Heparin 1986. Indications and effective use.

Heparin is a complex polysaccharide, consisting of repeating dissacharide subunits, which exerts its anticoagulant effect by potentiating the inhibition of activated clotting proteins by the naturally occurring inhibitor antithrombin III. The primary indication for its use is venous thromboembolic disease where an average 20,000 to 40,000 USP units are initially administered by constant infusion over 24 hours to prevent extension of an established thrombus. Subsequent treatment is based on the therapeutic response, usually monitored by a global clotting test such as the activated partial thromboplastin time (APTT). The chromogenic assay based on heparin-induced inhibition of activated factor X (Xa) is a particularly useful alternative monitoring test where thrombosis complicates pregnancy or is associated with the lupus anticoagulant. Subcutaneous heparin has also been used for the primary treatment of venous thrombosis but is more frequently used either for primary or secondary prophylaxis. Primary prophylaxis schedules usually employ a low dose (5000 units) administered 8- or 12-hourly without anticoagulant control, but a titrated subcutaneous heparin regimen has been successfully reported in elective hip surgery.

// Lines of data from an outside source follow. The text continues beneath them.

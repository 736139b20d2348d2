//! Background supervisor that kills a wedged BLE helper process.
//!
//! The native BLE helper sometimes hangs without erroring or timing out.
//! When the poll loop has been disconnected for longer than the threshold,
//! the watchdog terminates the helper found in this process's own tree, so
//! the poll loop's next reconnect starts from a fresh helper.

use crate::measurement::epoch_secs;
use crate::process::{LookupError, ProcessTable, kill_helper};
use crate::state::ConnectionState;
use log::{debug, info, warn};
use std::sync::Arc;
use std::time::Duration;
use tokio::sync::watch;
use tokio::task::JoinHandle;

/// Time between watchdog checks.
pub const WATCHDOG_INTERVAL: Duration = Duration::from_secs(5);

/// Disconnection length after which the helper is killed.
pub const DISCONNECT_THRESHOLD: Duration = Duration::from_secs(60);

/// Outcome of one watchdog check.
#[derive(Debug, Clone, PartialEq, Eq)]
pub enum WatchdogAction {
    /// Connected, or disconnected for less than the threshold
    Idle,
    /// Helper with this pid was terminated and the interval restarted
    Killed(u32),
    /// Threshold exceeded but no helper was found in the tree
    HelperNotFound,
    /// Helper with this pid was found but could not be terminated
    KillFailed(u32),
    /// The process table could not be read
    LookupFailed,
    /// No helper name is configured for this backend
    NoHelper,
}

pub struct Watchdog {
    state: Arc<ConnectionState>,
    processes: Arc<dyn ProcessTable>,
    root_pid: u32,
    helper_name: Option<String>,
    threshold: Duration,
}

impl Watchdog {
    pub fn new(
        state: Arc<ConnectionState>,
        processes: Arc<dyn ProcessTable>,
        root_pid: u32,
        helper_name: Option<String>,
    ) -> Self {
        Self {
            state,
            processes,
            root_pid,
            helper_name,
            threshold: DISCONNECT_THRESHOLD,
        }
    }

    /// Run a single check as of `now` (epoch seconds).
    pub fn cycle(&self, now: u64) -> WatchdogAction {
        let status = self.state.snapshot();
        debug!("watchdog: {status:?}, pid {}", self.root_pid);

        let Some(since) = status.disconnected_since() else {
            return WatchdogAction::Idle;
        };
        if now.saturating_sub(since) <= self.threshold.as_secs() {
            return WatchdogAction::Idle;
        }

        let Some(helper) = self.helper_name.as_deref() else {
            debug!("watchdog: disconnected since {since}, no helper process to kill");
            return WatchdogAction::NoHelper;
        };

        match kill_helper(self.processes.as_ref(), self.root_pid, helper) {
            Ok(pid) => {
                info!("watchdog: killed {helper} with pid {pid}");
                self.state.rearm(since, now);
                WatchdogAction::Killed(pid)
            }
            Err(LookupError::NotFound { .. }) => {
                debug!("watchdog: couldn't find pid of {helper}");
                WatchdogAction::HelperNotFound
            }
            Err(LookupError::Terminate { pid, source }) => {
                warn!("watchdog: failed to kill {helper} with pid {pid}: {source}");
                WatchdogAction::KillFailed(pid)
            }
            Err(e @ LookupError::Io(_)) => {
                warn!("watchdog: {e}");
                WatchdogAction::LookupFailed
            }
        }
    }

    /// Spawn the watchdog loop. It stops when `shutdown` becomes `true` or
    /// its sender is dropped.
    pub fn spawn(self, mut shutdown: watch::Receiver<bool>) -> JoinHandle<()> {
        tokio::spawn(async move {
            loop {
                if *shutdown.borrow() {
                    break;
                }
                self.cycle(epoch_secs());
                tokio::select! {
                    _ = tokio::time::sleep(WATCHDOG_INTERVAL) => {}
                    changed = shutdown.changed() => {
                        if changed.is_err() {
                            break;
                        }
                    }
                }
            }
            debug!("watchdog stopped");
        })
    }
}
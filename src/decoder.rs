//! Decoding of LYWSD03MMC temperature/humidity notifications.
//!
//! The sensor pushes a fixed 5-byte little-endian payload on its
//! measurement characteristic:
//!
//! | bytes | type | meaning                      |
//! |-------|------|------------------------------|
//! | 0..2  | i16  | temperature, 0.01 °C         |
//! | 2     | u8   | relative humidity, percent   |
//! | 3..5  | u16  | battery voltage, millivolts  |

use crate::mac_address::MacAddress;
use crate::measurement::Measurement;
use thiserror::Error;

/// Minimum notification length accepted by [`decode_notification`].
pub const PAYLOAD_LEN: usize = 5;

/// Voltage that maps to an empty battery.
const BATTERY_EMPTY_VOLTS: f64 = 2.1;

/// Error types for decoding notification payloads.
#[derive(Error, Debug, Clone, PartialEq)]
pub enum DecodeError {
    /// Payload was shorter than the fixed layout
    #[error("Invalid data: expected at least {expected} bytes, got {actual}")]
    TooShort { expected: usize, actual: usize },
}

/// Convenience alias for decoded measurements or decode errors.
pub type MeasurementResult = Result<Measurement, DecodeError>;

/// Estimate remaining battery from the cell voltage.
///
/// 2.1 V maps to 0 % and 3.1 V or more to 100 %. The difference is rounded
/// to two decimals before scaling and the result is truncated, so readings
/// below 2.1 V produce negative percentages. Those are kept as-is.
///
/// Rounding is done on the exact binary value, as `{:.2}` formatting does.
pub fn battery_percent(voltage: f64) -> i16 {
    let above_empty = voltage - BATTERY_EMPTY_VOLTS;
    let rounded = format!("{above_empty:.2}")
        .parse::<f64>()
        .unwrap_or(above_empty);
    ((rounded * 100.0) as i16).min(100)
}

/// Decode a notification payload into a [`Measurement`].
///
/// # Arguments
/// * `mac` - Address of the sensor that sent the payload
/// * `data` - Raw notification value; bytes past the fifth are ignored
/// * `estimate_battery` - Also derive the battery percentage from the voltage
/// * `timestamp` - Receipt time in seconds since the Unix epoch
pub fn decode_notification(
    mac: MacAddress,
    data: &[u8],
    estimate_battery: bool,
    timestamp: u64,
) -> MeasurementResult {
    if data.len() < PAYLOAD_LEN {
        return Err(DecodeError::TooShort {
            expected: PAYLOAD_LEN,
            actual: data.len(),
        });
    }

    let temperature = f64::from(i16::from_le_bytes([data[0], data[1]])) / 100.0;
    let humidity = data[2];
    let voltage = f64::from(u16::from_le_bytes([data[3], data[4]])) / 1000.0;

    Ok(Measurement {
        mac,
        timestamp,
        temperature,
        humidity,
        voltage,
        battery: estimate_battery.then(|| battery_percent(voltage)),
    })
}

#[cfg(test)]
mod tests {
    use super::*;
    use crate::test_utils::{TEST_MAC, encode_payload};

    #[test]
    fn test_decode_known_payload() {
        // 0x0866 = 2150 -> 21.50 °C, 0x2D = 45 %, 0x0B86 = 2950 mV
        let data = [0x66, 0x08, 0x2D, 0x86, 0x0B];
        let m = decode_notification(TEST_MAC, &data, false, 42).unwrap();
        assert_eq!(m.mac, TEST_MAC);
        assert_eq!(m.timestamp, 42);
        assert_eq!(m.temperature, 21.5);
        assert_eq!(m.humidity, 45);
        assert_eq!(m.voltage, 2.95);
        assert_eq!(m.battery, None);
    }

    #[test]
    fn test_decode_negative_temperature() {
        // -5.25 °C = -525 = 0xFDF3
        let data = [0xF3, 0xFD, 0x50, 0xB8, 0x0B];
        let m = decode_notification(TEST_MAC, &data, false, 0).unwrap();
        assert_eq!(m.temperature, -5.25);
        assert_eq!(m.humidity, 80);
        assert_eq!(m.voltage, 3.0);
    }

    #[test]
    fn test_decode_ignores_trailing_bytes() {
        let mut data = encode_payload(19.99, 51, 2.8);
        data.extend_from_slice(&[0xFF, 0xFF]);
        let m = decode_notification(TEST_MAC, &data, false, 0).unwrap();
        assert_eq!(m.temperature, 19.99);
        assert_eq!(m.humidity, 51);
    }

    #[test]
    fn test_decode_too_short() {
        let err = decode_notification(TEST_MAC, &[0x01, 0x02, 0x03, 0x04], false, 0).unwrap_err();
        assert_eq!(
            err,
            DecodeError::TooShort {
                expected: 5,
                actual: 4
            }
        );
        assert_eq!(
            err.to_string(),
            "Invalid data: expected at least 5 bytes, got 4"
        );
        assert!(decode_notification(TEST_MAC, &[], true, 0).is_err());
    }

    #[test]
    fn test_decode_is_deterministic() {
        let data = encode_payload(23.17, 38, 2.713);
        let a = decode_notification(TEST_MAC, &data, true, 1).unwrap();
        let b = decode_notification(TEST_MAC, &data, true, 999).unwrap();
        assert_eq!(a, b);
        assert_eq!(a.battery, b.battery);
    }

    #[test]
    fn test_encoded_values_are_recovered() {
        for (t, h, v) in [(0.0, 0, 0.0), (-40.0, 100, 3.3), (25.37, 63, 2.875)] {
            let m = decode_notification(TEST_MAC, &encode_payload(t, h, v), false, 0).unwrap();
            assert!((m.temperature - t).abs() < 0.005, "temperature {t}");
            assert_eq!(m.humidity, h);
            assert!((m.voltage - v).abs() < 0.0005, "voltage {v}");
        }
    }

    #[test]
    fn test_battery_percent_reference_points() {
        assert_eq!(battery_percent(3.10), 100);
        assert_eq!(battery_percent(2.10), 0);
        assert_eq!(battery_percent(2.60), 50);
        assert_eq!(battery_percent(2.00), -10);
    }

    #[test]
    fn test_battery_percent_half_cent_voltages() {
        assert_eq!(battery_percent(2.225), 12);
        assert_eq!(battery_percent(2.435), 33);
        assert_eq!(battery_percent(2.685), 57);
        assert_eq!(battery_percent(2.705), 60);
        assert_eq!(battery_percent(2.955), 85);
        // Raw millivolts go through the same division as the decoder
        assert_eq!(battery_percent(f64::from(2685u16) / 1000.0), 57);
    }

    #[test]
    fn test_battery_percent_clamps_high_only() {
        assert_eq!(battery_percent(3.3), 100);
        assert!(battery_percent(1.5) < 0);
    }

    #[test]
    fn test_decode_with_battery_estimate() {
        let m = decode_notification(TEST_MAC, &encode_payload(20.0, 40, 2.6), true, 0).unwrap();
        assert_eq!(m.battery, Some(50));
    }
}
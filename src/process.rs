//! Process-tree inspection used to unstick a wedged BLE helper.
//!
//! Lookups are always scoped to the descendants of a given root pid, so a
//! helper belonging to another program is never signalled.

use std::collections::{HashSet, VecDeque};
use std::fs;
use std::io;
use thiserror::Error;

/// One entry of the process table.
#[derive(Debug, Clone, PartialEq, Eq)]
pub struct ProcessInfo {
    pub pid: u32,
    pub ppid: u32,
    /// Short command name (`comm`), at most 15 bytes on Linux
    pub name: String,
}

/// Errors from locating or terminating the helper process.
#[derive(Error, Debug)]
pub enum LookupError {
    #[error("no process matching '{pattern}' below pid {root}")]
    NotFound { pattern: String, root: u32 },
    #[error("failed to read process table: {0}")]
    Io(#[from] io::Error),
    #[error("failed to terminate pid {pid}: {source}")]
    Terminate { pid: u32, source: io::Error },
}

/// Operating-system process capability.
pub trait ProcessTable: Send + Sync {
    /// All processes below `root` (children, grandchildren, ...), excluding
    /// `root` itself.
    fn descendants(&self, root: u32) -> io::Result<Vec<ProcessInfo>>;

    /// Send a termination request to `pid`.
    fn terminate(&self, pid: u32) -> io::Result<()>;
}

/// Select the descendants of `root` from a flat process listing.
pub fn collect_descendants(processes: &[ProcessInfo], root: u32) -> Vec<ProcessInfo> {
    let mut seen = HashSet::from([root]);
    let mut queue = VecDeque::from([root]);
    let mut found = Vec::new();

    while let Some(parent) = queue.pop_front() {
        for p in processes.iter().filter(|p| p.ppid == parent) {
            if seen.insert(p.pid) {
                queue.push_back(p.pid);
                found.push(p.clone());
            }
        }
    }

    found
}

/// Find the pid of the helper named like `pattern` below `root`.
pub fn find_helper(
    table: &dyn ProcessTable,
    root: u32,
    pattern: &str,
) -> Result<u32, LookupError> {
    table
        .descendants(root)?
        .into_iter()
        .find(|p| p.name.contains(pattern))
        .map(|p| p.pid)
        .ok_or_else(|| LookupError::NotFound {
            pattern: pattern.to_string(),
            root,
        })
}

/// Locate and terminate the helper below `root`, returning its pid.
pub fn kill_helper(
    table: &dyn ProcessTable,
    root: u32,
    pattern: &str,
) -> Result<u32, LookupError> {
    let pid = find_helper(table, root, pattern)?;
    table
        .terminate(pid)
        .map_err(|source| LookupError::Terminate { pid, source })?;
    Ok(pid)
}

/// Parse the leading fields of `/proc/<pid>/stat`.
///
/// The command name is wrapped in parentheses and may itself contain spaces
/// or parentheses, so the split happens at the last `)`.
fn parse_stat(line: &str) -> Option<ProcessInfo> {
    let open = line.find('(')?;
    let close = line.rfind(')')?;
    let pid = line[..open].trim().parse().ok()?;
    let name = line.get(open + 1..close)?.to_string();
    let mut rest = line.get(close + 1..)?.split_whitespace();
    let _state = rest.next()?;
    let ppid = rest.next()?.parse().ok()?;
    Some(ProcessInfo { pid, ppid, name })
}

/// [`ProcessTable`] backed by Linux procfs and `kill(2)`.
#[derive(Debug, Default, Clone, Copy)]
pub struct ProcFs;

impl ProcFs {
    fn list(&self) -> io::Result<Vec<ProcessInfo>> {
        let mut processes = Vec::new();
        for entry in fs::read_dir("/proc")? {
            let entry = entry?;
            let file_name = entry.file_name();
            let Some(pid) = file_name.to_str().and_then(|s| s.parse::<u32>().ok()) else {
                continue;
            };
            // Processes can exit between readdir and read.
            let Ok(stat) = fs::read_to_string(format!("/proc/{pid}/stat")) else {
                continue;
            };
            if let Some(info) = parse_stat(&stat) {
                processes.push(info);
            }
        }
        Ok(processes)
    }
}

impl ProcessTable for ProcFs {
    fn descendants(&self, root: u32) -> io::Result<Vec<ProcessInfo>> {
        Ok(collect_descendants(&self.list()?, root))
    }

    fn terminate(&self, pid: u32) -> io::Result<()> {
        let pid = libc::pid_t::try_from(pid)
            .map_err(|_| io::Error::new(io::ErrorKind::InvalidInput, "pid out of range"))?;
        // SAFETY: kill(2) has no memory-safety preconditions.
        let ret = unsafe { libc::kill(pid, libc::SIGTERM) };
        if ret != 0 {
            return Err(io::Error::last_os_error());
        }
        Ok(())
    }
}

Although arterial thrombosis is primarily initiated by platelet aggregates forming in vivo, heparin is commonly administered for acute arterial thromboembolism including peripheral arterial occlusion and repeated transient cerebral ischaemic events. The potential efficacy of heparin in disseminated intravascular consumption (DIC) remains to be firmly established, but is indicated where symptomatic thrombotic complications occur. Thrombocytopenia and haemorrhagic side effects may complicate heparin therapy, but bleeding complications may be minimised with the development of modified low molecular weight heparin which is currently undergoing clinical trial.